Anyone who’s ever read a magazine knows that the fashion scene and wellness industry are full of ‘How to Stay Young’ guides that promise you the secret to ever-lasting youth.

Image courtesy of Unsplash

Image courtesy of Unsplash

The reality, though, is that there are no secrets or tricks; simply common-sense advice that we should all follow to look after ourselves as we age.

With that in mind, let’s take a look at the advice that healthcare experts come up with when asked about having a body that looks younger than your years.


Scientists are still not sure why, but loneliness speeds up the ageing process, contributing to the likes of dementia, depression, and heart disease.

It’s probably down to the fact that human beings are social animals, so we’re designed to suffer when we’re apart from a group for a long period of time.

While it may not be easy if you prefer doing things alone, experts recommend that we socialise every now and then to reap the benefits of being around people, including a release of endorphins and enhanced feelings of safety.

Volunteering is one way to do this and joining meet-up groups for a hobby that you enjoy doing is another.

Take up resistance training

We all know the health benefits of popular activities like running and cycling, but there’s a type of exercise that we often overlook, even though it’s excellent for our health.

Resistance training is a great way to boost strength, increase flexibility and stave off dangerous illnesses. But what is it?

Well, it’s any activity that focuses on improving strength, but it doesn’t have to involve lifting weights. Popular options are tai chi or yoga, activities that are as much about improving balance and functional capacity as they are about making us physically stronger.

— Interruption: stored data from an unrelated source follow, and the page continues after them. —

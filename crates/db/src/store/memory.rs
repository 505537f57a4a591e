//! In-process collection backend.

use std::collections::BTreeMap;
use std::sync::atomic::{AtomicI64, Ordering};
use std::sync::{Arc, Mutex, PoisonError};

use async_trait::async_trait;
use chrono::{DateTime, Utc};
use futures::FutureExt;
use futures::future::BoxFuture;
use sea_orm::prelude::DateTimeWithTimeZone;
use tokio::sync::RwLock;
use tubeline_common::{AppError, AppResult};

use super::query::{Filter, FindOptions, Patch, Row, sort_rows};
use super::{Collection, Document, from_row, to_row};

/// Wall clock that never returns the same instant twice.
#[derive(Debug, Default)]
pub struct MonotonicClock {
    last_micros: AtomicI64,
}

impl MonotonicClock {
    /// Current time, strictly later than any earlier result.
    pub fn now(&self) -> DateTimeWithTimeZone {
        let wall = Utc::now().timestamp_micros();
        let next = |last: i64| wall.max(last + 1);
        let previous = self
            .last_micros
            .fetch_update(Ordering::SeqCst, Ordering::SeqCst, |last| Some(next(last)))
            .unwrap_or_else(|last| last);
        DateTime::from_timestamp_micros(next(previous))
            .unwrap_or_else(Utc::now)
            .fixed_offset()
    }
}

type Undo = Box<dyn FnOnce() -> BoxFuture<'static, ()> + Send>;

tokio::task_local! {
    static JOURNAL: Arc<Journal>;
}

/// Undo log of one in-memory transaction.
///
/// Every write made by the task running the transaction records how to put
/// the touched document back. Rolling back replays the log newest first.
/// Writes from other tasks are neither recorded nor isolated from the
/// transaction.
#[derive(Default)]
pub(super) struct Journal {
    undo: Mutex<Vec<Undo>>,
}

impl Journal {
    fn push(&self, undo: Undo) {
        self.undo
            .lock()
            .unwrap_or_else(PoisonError::into_inner)
            .push(undo);
    }

    /// Run `work` with every memory write it makes recorded in `self`.
    pub(super) async fn record<T>(self: &Arc<Self>, work: impl Future<Output = T>) -> T {
        JOURNAL.scope(self.clone(), work).await
    }

    /// Undo every recorded write.
    pub(super) async fn rollback(&self) {
        let steps = std::mem::take(&mut *self.undo.lock().unwrap_or_else(PoisonError::into_inner));
        tracing::debug!(steps = steps.len(), "Rolling back in-memory transaction");
        for step in steps.into_iter().rev() {
            step().await;
        }
    }
}

/// Whether the current task runs inside an in-memory transaction.
pub(super) fn in_transaction() -> bool {
    JOURNAL.try_with(|_| ()).is_ok()
}

/// Collection held in a `BTreeMap` behind an async lock.
///
/// Every mutation runs under the write lock, so uniqueness checks and
/// read-modify-write patches are atomic.
pub struct MemoryCollection<D> {
    docs: Arc<RwLock<BTreeMap<String, D>>>,
    clock: Arc<MonotonicClock>,
}

impl<D: Document> MemoryCollection<D> {
    /// Create an empty collection stamping times from `clock`.
    #[must_use]
    pub fn new(clock: Arc<MonotonicClock>) -> Self {
        Self {
            docs: Arc::new(RwLock::new(BTreeMap::new())),
            clock,
        }
    }

    /// Note in the running transaction, if any, that `id` held `previous`.
    fn journal(&self, id: &str, previous: Option<D>) {
        if !in_transaction() {
            return;
        }
        let docs = self.docs.clone();
        let id = id.to_string();
        let undo: Undo = Box::new(move || {
            async move {
                let mut docs = docs.write().await;
                match previous {
                    Some(doc) => docs.insert(id, doc),
                    None => docs.remove(&id),
                };
            }
            .boxed()
        });
        // Outside a transaction there is nothing to record.
        let _ = JOURNAL.try_with(|journal| journal.push(undo));
    }

    fn check_unique(docs: &BTreeMap<String, D>, candidate: &D) -> AppResult<()> {
        let keys = candidate.unique_keys();
        if keys.is_empty() {
            return Ok(());
        }
        let clash = docs
            .values()
            .filter(|other| other.id() != candidate.id())
            .flat_map(Document::unique_keys)
            .find(|key| keys.contains(key));
        match clash {
            Some(key) => {
                tracing::debug!(constraint = key.name(), "Unique constraint violation");
                Err(AppError::Conflict("Entity already exists".to_string()))
            }
            None => Ok(()),
        }
    }

    fn patched(&self, doc: &D, patch: &Patch) -> AppResult<D> {
        let mut row = to_row(doc)?;
        patch.apply(&mut row)?;
        row.insert(
            "updated_at".to_string(),
            serde_json::to_value(self.clock.now())?,
        );
        from_row(row)
    }

    fn matching(docs: &BTreeMap<String, D>, filter: &Filter) -> AppResult<Vec<(String, Row)>> {
        let mut out = Vec::new();
        for (id, doc) in docs {
            let row = to_row(doc)?;
            if filter.matches(&row) {
                out.push((id.clone(), row));
            }
        }
        Ok(out)
    }
}

#[async_trait]
impl<D: Document> Collection<D> for MemoryCollection<D> {
    async fn get(&self, id: &str) -> AppResult<Option<D>> {
        Ok(self.docs.read().await.get(id).cloned())
    }

    async fn create(&self, mut doc: D) -> AppResult<D> {
        let mut docs = self.docs.write().await;
        if docs.contains_key(doc.id()) {
            return Err(AppError::Conflict("Entity already exists".to_string()));
        }
        doc.stamp_created(self.clock.now());
        Self::check_unique(&docs, &doc)?;
        docs.insert(doc.id().to_string(), doc.clone());
        self.journal(doc.id(), None);
        Ok(doc)
    }

    async fn update(&self, id: &str, patch: Patch) -> AppResult<Option<D>> {
        let mut docs = self.docs.write().await;
        let Some(current) = docs.get(id) else {
            return Ok(None);
        };
        let next = self.patched(current, &patch)?;
        Self::check_unique(&docs, &next)?;
        if let Some(previous) = docs.insert(id.to_string(), next.clone()) {
            self.journal(id, Some(previous));
        }
        Ok(Some(next))
    }

    async fn update_many(&self, filter: &Filter, patch: Patch) -> AppResult<u64> {
        let mut docs = self.docs.write().await;
        let ids: Vec<String> = Self::matching(&docs, filter)?
            .into_iter()
            .map(|(id, _)| id)
            .collect();
        let mut updated = Vec::with_capacity(ids.len());
        for id in &ids {
            if let Some(current) = docs.get(id) {
                let next = self.patched(current, &patch)?;
                Self::check_unique(&docs, &next)?;
                updated.push(next);
            }
        }
        let count = updated.len() as u64;
        for doc in updated {
            let id = doc.id().to_string();
            if let Some(previous) = docs.insert(id.clone(), doc) {
                self.journal(&id, Some(previous));
            }
        }
        Ok(count)
    }

    async fn delete(&self, id: &str) -> AppResult<bool> {
        let Some(removed) = self.docs.write().await.remove(id) else {
            return Ok(false);
        };
        self.journal(id, Some(removed));
        Ok(true)
    }

    async fn delete_one(&self, filter: &Filter) -> AppResult<Option<D>> {
        let mut docs = self.docs.write().await;
        let first = Self::matching(&docs, filter)?.into_iter().next();
        let removed = first.and_then(|(id, _)| docs.remove(&id));
        if let Some(doc) = &removed {
            self.journal(doc.id(), Some(doc.clone()));
        }
        Ok(removed)
    }

    async fn delete_many(&self, filter: &Filter) -> AppResult<u64> {
        let mut docs = self.docs.write().await;
        let matching = Self::matching(&docs, filter)?;
        for (id, _) in &matching {
            if let Some(previous) = docs.remove(id) {
                self.journal(id, Some(previous));
            }
        }
        Ok(matching.len() as u64)
    }

    async fn count(&self, filter: &Filter) -> AppResult<u64> {
        let docs = self.docs.read().await;
        Ok(Self::matching(&docs, filter)?.len() as u64)
    }

    async fn find(&self, filter: &Filter, options: &FindOptions) -> AppResult<Vec<D>> {
        let mut rows: Vec<Row> = {
            let docs = self.docs.read().await;
            Self::matching(&docs, filter)?
                .into_iter()
                .map(|(_, row)| row)
                .collect()
        };
        sort_rows(&mut rows, &options.sort);

        let skip = usize::try_from(options.skip).unwrap_or(usize::MAX);
        let take = options
            .limit
            .map_or(usize::MAX, |l| usize::try_from(l).unwrap_or(usize::MAX));
        rows.into_iter().skip(skip).take(take).map(from_row).collect()
    }
}
//! Caching layer for fast redirect lookups.
//!
//! Provides a [`CacheService`] trait with an in-memory, TTL-based
//! implementation ([`MemoryCache`]). Keys are namespaced by the callers:
//! `alias:<alias>` for link destinations, `post:<hash_id>` for posts.

mod memory_cache;
mod service;

pub use memory_cache::{MemoryCache, run_sweeper};
pub use service::{CacheError, CacheResult, CacheService, Ttl};
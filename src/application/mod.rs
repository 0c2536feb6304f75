//! Application layer: resolver services.

pub mod services;
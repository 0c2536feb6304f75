//! # Shortlink Redirector
//!
//! Public-facing redirect front-end for a URL shortener, built with
//! Axum. Sits in front of the authoritative link/post store and serves
//! redirects out of a process-local TTL cache.
//!
//! ## Architecture
//!
//! Layered the usual way:
//!
//! - **Domain Layer** ([`domain`]) - Entities, the upstream store
//!   contract, and the view-count pipeline
//! - **Application Layer** ([`application`]) - Resolver services
//!   (sanitize, cache lookup, fetch-on-miss, respond decision)
//! - **Infrastructure Layer** ([`infrastructure`]) - In-memory TTL
//!   cache and the reqwest upstream client
//! - **API Layer** ([`api`]) - Handlers, DTOs, middleware, routes
//!
//! ## Features
//!
//! - Read-through destination cache with lazy and swept expiry
//! - `alias+` info pages that always reflect the authoritative store
//! - Fire-and-forget view counting over a bounded queue
//! - Secret-keyed cache administration (flush, single-key delete)
//!
//! ## Quick Start
//!
//! ```bash
//! export APP_SERVER_URL="http://localhost:3000"
//! export APP_SECRET_KEY="change-me"
//!
//! cargo run
//! ```
//!
//! ## Configuration
//!
//! Service configuration is loaded from environment variables via
//! [`config::Config`]. See the [`config`] module for available options.

pub mod api;
pub mod application;
pub mod config;
pub mod domain;
pub mod error;
pub mod infrastructure;
pub mod server;
pub mod state;
pub mod utils;

pub use error::AppError;
pub use state::AppState;

/// Commonly used types for external consumers.
///
/// Re-exports frequently used types to simplify imports for library
/// users and integration tests.
pub mod prelude {
    pub use crate::application::services::{LinkResolver, PostResolver, Resolution};
    pub use crate::domain::entities::{Link, Post};
    pub use crate::domain::upstream::{FetchOutcome, UpstreamError, UpstreamStore};
    pub use crate::error::AppError;
    pub use crate::infrastructure::cache::{CacheService, MemoryCache, Ttl};
    pub use crate::state::AppState;
}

Studies show that taking up resistance training reduces the risk of cardiovascular disease or musculoskeletal injury, helping us to preserve our bodies as we age.

Don’t go near cigarettes

There’s a misconception that smoking suppresses hunger, which allows us to stay slim. Not only is this false, it’s also dangerous.

Depriving our body of nutrients in favor of the harmful effects of tobacco accelerates the ageing process and may even help us to put on weight by slowing down our metabolism.

Aside from the obvious physical effects, smoking is detrimental to our mental health, making us more likely to experience other behavioural issues like problem gambling and alcohol dependency.

In short, smoking speeds up the ageing process all over the body, and contributes to cognitive decline, too.

Don’t get hung up on ‘superfoods’

Health and wellness guides love to push us towards those wonderful berries that hold the secret to longevity with their antioxidants and anti-inflammatory properties – but we shouldn’t get obsessed with them.

The key is to eat a varied, plant-rich diet which includes ‘superfoods’ but also has plentiful amounts of less fashionable foodstuffs, like lentils and chickpeas.

Superfoods get a good rep because people who eat them tend to have excellent dietary and exercise habits, instead of just eating berries. Instead, we should focus on recognising their benefits, but making sure they don’t dominate what we eat, in case we end up cutting out other vital stuff.

Take steps to manage the menopause

The inevitable arrival of menopause does contribute to the ageing process – but not as much as you may think.

While the body does lose oestrogen and suffers from calcium loss, we can stock up on nutrient-rich food to negate these effects. Think milk, cheese, and fish as foods full of calcium and vitamin D.

It’s also vital to cut down on the saturated fat and salt that contribute to debilitating effects associated with menopause, like osteoporosis and heart disease.

Another option is Hormone Replacement Therapy (HRT), but this obviously comes down to how you feel after considering the pros and cons. On one hand the treatment is proven to reduce the risk of bone injuries, but it can increase the risk of blood clots and some types of cancer.

If you’re unsure, it’s best to see a specialist who can put you on the right path.

Get your sleep

Sleep is the cure for many ills, but there’s a mistaken belief that we need less of it as we get older. This is untrue, according to studies which recommend that we continue aiming for that optimal level of seven to eight hours.

Not getting enough sleep will, in fact, contribute to cognitive decline, anxiety and depression. So, if anything, we need more of it as we age.

If you’re finding good sleep to be a tough habit to master, try relaxing bedroom routines just before you settle down to put your mind in the best frame of mind for rest.